┌──

impl CalcOutcome {
    /// Human-readable text, one result per line
    pub fn render(&self, config: &DisplayConfig) -> String {
        match self {
            CalcOutcome::Value { label, value } => {
                format!("{} : {}\n", label, config.fmt(*value))
            }
            CalcOutcome::RatePair { converted_pct, effective_pct } => format!(
                "Converted Discount Rate: {} %\nEffective Discount Rate: {} %\n",
                config.fmt(*converted_pct),
                config.fmt(*effective_pct)
            ),
            CalcOutcome::Schedule { payment, entries, summary } => {
                let mut text = String::new();
                for entry in entries {
                    text.push_str(&format!(
                        "Period {} : Principal : {} Interest : {}\n",
                        entry.period,
                        config.fmt(entry.principal_component),
                        config.fmt(entry.interest_component)
                    ));
                }
                text.push_str(&format!(
                    "Totals over {} periods (PMT {}): Principal : {} Interest : {} Paid : {}\n",
                    summary.periods,
                    config.fmt(*payment),
                    config.fmt(summary.total_principal),
                    config.fmt(summary.total_interest),
                    config.fmt(summary.total_paid)
                ));
                text
            }
        }
    }

    /// Pretty-printed JSON
    pub fn to_json(&self) -> FinCalcResult<String> {
        Ok(serde_json::to_string_pretty(self)?)
    }
}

└──

Output the entire listing above exactly, keeping each line as it is.

impl CalcOutcome {
    /// Human-readable text, one result per line
    pub fn render(&self, config: &DisplayConfig) -> String {
        match self {
            CalcOutcome::Value { label, value } => {
                format!("{} : {}\n", label, config.fmt(*value))
            }
            CalcOutcome::RatePair { converted_pct, effective_pct } => format!(
                "Converted Discount Rate: {} %\nEffective Discount Rate: {} %\n",
                config.fmt(*converted_pct),
                config.fmt(*effective_pct)
            ),
            CalcOutcome::Schedule { payment, entries, summary } => {
                let mut text = String::new();
                for entry in entries {
                    text.push_str(&format!(
                        "Period {} : Principal : {} Interest : {}\n",
                        entry.period,
                        config.fmt(entry.principal_component),
                        config.fmt(entry.interest_component)
                    ));
                }
                text.push_str(&format!(
                    "Totals over {} periods (PMT {}): Principal : {} Interest : {} Paid : {}\n",
                    summary.periods,
                    config.fmt(*payment),
                    config.fmt(summary.total_principal),
                    config.fmt(summary.total_interest),
                    config.fmt(summary.total_paid)
                ));
                text
            }
        }
    }

    /// Pretty-printed JSON
    pub fn to_json(&self) -> FinCalcResult<String> {
        Ok(serde_json::to_string_pretty(self)?)
    }
}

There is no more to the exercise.